NCDC’s Matt Menne at a workshop in Exeter in September: Lessons learnt from US Historical Climate Network and Global Historical Climate Network most recent homogenisation cycle acknowledged critiques from what he called “non traditional scientific sources”. In September, when NCDC released GHCN V3 (Beta) it was apparent that many of the “unusual” adjustments pointed out by bloggers (including Willis) had been corrected.
And looking at Darwin, NCDC’s algorithms found no need for adjustment:
Here’s what it looks like (from TEKtemp) with the two sets overlaid (Kevin’s QC leaves out any years with missing months):
Willis responds here. He’s right – it should not be about him – but it is – it is inconvenient for some people that he is good at asking the right questions – good questions – the ones that objective scientists themselves should be asking, but too often they aren’t! Perhaps they are no longer objective.

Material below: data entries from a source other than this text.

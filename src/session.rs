//! Tag operations composed from discovery, transport and codec.
//!
//! One operation holds the reader at a time. The busy indicator goes on once
//! a tag is found and is switched off by [`Busy`]'s drop, whatever the
//! outcome.

use std::fmt;
use std::ops::{Deref, DerefMut};

use parking_lot::Mutex as StateCell;
use serde::Serialize;
use tokio::sync::{Mutex, MutexGuard};
use tokio_util::sync::CancellationToken;
use tracing::{debug, info, warn};

use crate::error::TagError;
use crate::nfc::codec::{self, Encoded};
use crate::nfc::discovery::{self, DiscoveryConfig};
use crate::nfc::driver::{TagDriver, TagId};
use crate::nfc::transport::{self, USER_START, WINDOW_BLOCKS};
use crate::record::{NewRecord, Record};
use crate::store::RecordStore;

#[derive(Debug, Clone, Copy, PartialEq, Eq, Serialize)]
#[serde(rename_all = "snake_case")]
pub enum SessionState {
    Idle,
    Discovering,
    Clearing,
    Transferring,
}

impl fmt::Display for SessionState {
    fn fmt(&self, f: &mut fmt::Formatter<'_>) -> fmt::Result {
        f.write_str(match self {
            SessionState::Idle => "idle",
            SessionState::Discovering => "discovering",
            SessionState::Clearing => "clearing",
            SessionState::Transferring => "transferring",
        })
    }
}

#[derive(Debug, Clone, PartialEq, Eq)]
pub struct RawRead {
    pub uid: TagId,
    pub payload: Vec<u8>,
    /// Blocks successfully read, including the terminating empty block.
    pub blocks_read: usize,
}

#[derive(Debug, Clone, PartialEq, Eq)]
pub struct RawWrite {
    pub uid: TagId,
    /// Payload length before padding.
    pub bytes_written: usize,
    pub blocks_written: usize,
}

#[derive(Debug, Clone, PartialEq)]
pub struct RecordWrite {
    pub uid: TagId,
    pub record: Record,
}

#[derive(Debug, Clone, PartialEq)]
pub struct RecordRead {
    pub uid: TagId,
    pub record: Record,
}

pub struct Session {
    reader: Mutex<Box<dyn TagDriver>>,
    state: StateCell<SessionState>,
    store: RecordStore,
    discovery: DiscoveryConfig,
    shutdown: CancellationToken,
}

impl fmt::Debug for Session {
    fn fmt(&self, f: &mut fmt::Formatter<'_>) -> fmt::Result {
        f.debug_struct("Session")
            .field("state", &*self.state.lock())
            .field("records", &self.store.len())
            .field("discovery", &self.discovery)
            .finish()
    }
}

/// Exclusive use of the reader for one operation.
///
/// Dropping it switches the indicator off (if it was switched on), releases
/// the tag and returns the session to `Idle`.
struct Busy<'a> {
    driver: MutexGuard<'a, Box<dyn TagDriver>>,
    state: &'a StateCell<SessionState>,
    lit: bool,
}

impl Busy<'_> {
    fn enter(&mut self, next: SessionState) {
        debug!(state = %next, "session state");
        *self.state.lock() = next;
    }

    fn light(&mut self) {
        self.driver.set_indicator(true);
        self.lit = true;
    }
}

impl Deref for Busy<'_> {
    type Target = dyn TagDriver;

    fn deref(&self) -> &Self::Target {
        &**self.driver
    }
}

impl DerefMut for Busy<'_> {
    fn deref_mut(&mut self) -> &mut Self::Target {
        &mut **self.driver
    }
}

impl Drop for Busy<'_> {
    fn drop(&mut self) {
        if self.lit {
            self.driver.set_indicator(false);
        }
        self.driver.release();
        *self.state.lock() = SessionState::Idle;
        debug!(state = %SessionState::Idle, "session state");
    }
}

impl Session {
    pub fn new(driver: impl TagDriver + 'static, discovery: DiscoveryConfig) -> Self {
        Session {
            reader: Mutex::new(Box::new(driver)),
            state: StateCell::new(SessionState::Idle),
            store: RecordStore::new(),
            discovery,
            shutdown: CancellationToken::new(),
        }
    }

    pub fn state(&self) -> SessionState {
        *self.state.lock()
    }

    /// Records written since startup, ordered by id.
    pub fn records(&self) -> Vec<Record> {
        self.store.list()
    }

    /// Abort any discovery in progress and refuse new ones.
    pub fn shutdown(&self) {
        self.shutdown.cancel();
    }

    async fn acquire(&self) -> Result<Busy<'_>, TagError> {
        if self.shutdown.is_cancelled() {
            return Err(TagError::Cancelled);
        }
        let driver = self.reader.lock().await;
        Ok(Busy {
            driver,
            state: &self.state,
            lit: false,
        })
    }

    /// Find a tag and switch the indicator on.
    async fn discover(&self, busy: &mut Busy<'_>) -> Result<TagId, TagError> {
        busy.enter(SessionState::Discovering);
        let uid = discovery::discover(&mut **busy, &self.discovery, &self.shutdown).await?;
        busy.light();
        Ok(uid)
    }

    fn read_window(&self, busy: &mut Busy<'_>, uid: &TagId) -> Result<(Vec<u8>, usize), TagError> {
        busy.enter(SessionState::Transferring);
        let read = transport::read_blocks(&mut **busy, uid, USER_START, WINDOW_BLOCKS);
        if !read.skipped.is_empty() {
            warn!(%uid, skipped = ?read.skipped, "some blocks could not be read, data may be incomplete");
        }
        let blocks_read = read.blocks.len();
        let payload = codec::decode(&read.blocks)?;
        Ok((payload, blocks_read))
    }

    /// Read the raw payload stored from block 4 on.
    pub async fn read_raw(&self) -> Result<RawRead, TagError> {
        let mut busy = self.acquire().await?;
        let uid = self.discover(&mut busy).await?;
        let (payload, blocks_read) = self.read_window(&mut busy, &uid)?;
        info!(%uid, bytes = payload.len(), blocks = blocks_read, "read raw payload");
        Ok(RawRead {
            uid,
            payload,
            blocks_read,
        })
    }

    /// Write a hex-encoded payload from block 4 on.
    pub async fn write_raw(&self, hex_string: &str) -> Result<RawWrite, TagError> {
        let payload = parse_hex(hex_string)?;
        let encoded = codec::encode(&payload);
        check_capacity(&encoded, transport::capacity_from(USER_START))?;
        warn_lossy(&payload, &encoded);
        debug!(
            bytes = encoded.original_len,
            padded = encoded.padded_len(),
            "encoded raw payload"
        );

        let mut busy = self.acquire().await?;
        let uid = self.discover(&mut busy).await?;
        busy.enter(SessionState::Transferring);
        let blocks_written = transport::write_blocks(&mut *busy, &uid, USER_START, &encoded.blocks)?;
        info!(%uid, bytes = encoded.original_len, blocks = blocks_written, "wrote raw payload");

        Ok(RawWrite {
            uid,
            bytes_written: encoded.original_len,
            blocks_written,
        })
    }

    /// Validate a record, write it over a cleared window and remember it.
    pub async fn write_record(&self, new: NewRecord) -> Result<RecordWrite, TagError> {
        let record = new.validate()?;
        let encoded = codec::encode(&record.to_bytes()?);
        check_capacity(&encoded, WINDOW_BLOCKS as usize)?;

        let mut busy = self.acquire().await?;
        // checked under the reader lock so two writers cannot both claim an id
        if self.store.contains(&record.id) {
            return Err(TagError::DuplicateId(record.id));
        }

        let uid = self.discover(&mut busy).await?;
        busy.enter(SessionState::Clearing);
        transport::clear_blocks(&mut *busy, &uid, USER_START, WINDOW_BLOCKS);
        busy.enter(SessionState::Transferring);
        transport::write_blocks(&mut *busy, &uid, USER_START, &encoded.blocks)?;

        self.store.insert(record.clone());
        info!(%uid, id = %record.id, bytes = encoded.original_len, "wrote record");
        Ok(RecordWrite { uid, record })
    }

    /// Read a record back from the tag.
    pub async fn read_record(&self) -> Result<RecordRead, TagError> {
        let mut busy = self.acquire().await?;
        let uid = self.discover(&mut busy).await?;
        let (payload, _) = self.read_window(&mut busy, &uid)?;
        drop(busy);

        let record = Record::from_tag_bytes(&payload)?;
        info!(%uid, id = %record.id, "read record");
        Ok(RecordRead { uid, record })
    }
}

/// Decode the caller's hex string. Whitespace between digit pairs is ignored.
fn parse_hex(input: &str) -> Result<Vec<u8>, TagError> {
    let trimmed = input.trim();
    if trimmed.is_empty() {
        return Err(TagError::invalid_input("No hex string provided"));
    }
    let mut bytes = Vec::with_capacity(trimmed.len() / 2);
    // each group must hold whole pairs, so "d ead" is rejected
    for group in trimmed.split_whitespace() {
        bytes.extend(hex::decode(group).map_err(invalid_hex)?);
    }
    Ok(bytes)
}

fn invalid_hex(err: hex::FromHexError) -> TagError {
    TagError::invalid_input(format!(
        "Invalid hex string: {err}. Please ensure the string contains only valid hexadecimal characters (0-9, a-f, A-F)"
    ))
}

fn check_capacity(encoded: &Encoded, max_blocks: usize) -> Result<(), TagError> {
    if encoded.blocks.len() > max_blocks {
        return Err(TagError::invalid_input(format!(
            "Payload of {} bytes needs {} blocks but only {} fit on the tag",
            encoded.original_len,
            encoded.blocks.len(),
            max_blocks
        )));
    }
    Ok(())
}

fn warn_lossy(payload: &[u8], encoded: &Encoded) {
    if let Some(index) = encoded.interior_terminator() {
        warn!(
            block = USER_START as usize + index,
            "payload contains an all-zero block, reads will stop there"
        );
    }
    if payload.last() == Some(&0) {
        warn!("payload ends with a zero byte, it will be trimmed on read");
    }
}

#[cfg(test)]
mod tests {
    use super::*;

    #[test]
    fn hex_input_rules() {
        assert_eq!(parse_hex(" DEADbeef ").unwrap(), vec![0xde, 0xad, 0xbe, 0xef]);
        assert_eq!(parse_hex("de ad\tbe").unwrap(), vec![0xde, 0xad, 0xbe]);
        assert_eq!(parse_hex("dead  beef").unwrap(), vec![0xde, 0xad, 0xbe, 0xef]);
        for bad in ["", "   ", "abc", "zz", "0x12", "d ead", "dea d", "de a d"] {
            assert!(
                matches!(parse_hex(bad), Err(TagError::InvalidInput(_))),
                "{bad:?} should be rejected"
            );
        }
        match parse_hex("  ") {
            Err(TagError::InvalidInput(msg)) => assert_eq!(msg, "No hex string provided"),
            other => panic!("unexpected: {other:?}"),
        }
    }

    #[test]
    fn capacity_check() {
        let encoded = codec::encode(&[1u8; 65]);
        assert!(check_capacity(&encoded, 17).is_ok());
        assert!(matches!(
            check_capacity(&encoded, 16),
            Err(TagError::InvalidInput(_))
        ));
    }
}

So kudos to Willis and other bloggers with their limited resources where they do find something ‘off’. It can be like finding a needle in a haystack. The important thing in science is to get things right. More people need to do the things that Willis is very good at – seeing it straight and asking the right questions. To quote Willis:
As my story shows, some of us have studied extensively and thought long and hard about the subjects in question even if we may not have credentials and diplomas and official positions.
Who needs credentials when you’ve got a brain – and you’re not afraid to use it.
At the risk of embarassing Willis, I decided I should repost something previously written here, and not just link to it. It only begins to illustrate his effectiveness.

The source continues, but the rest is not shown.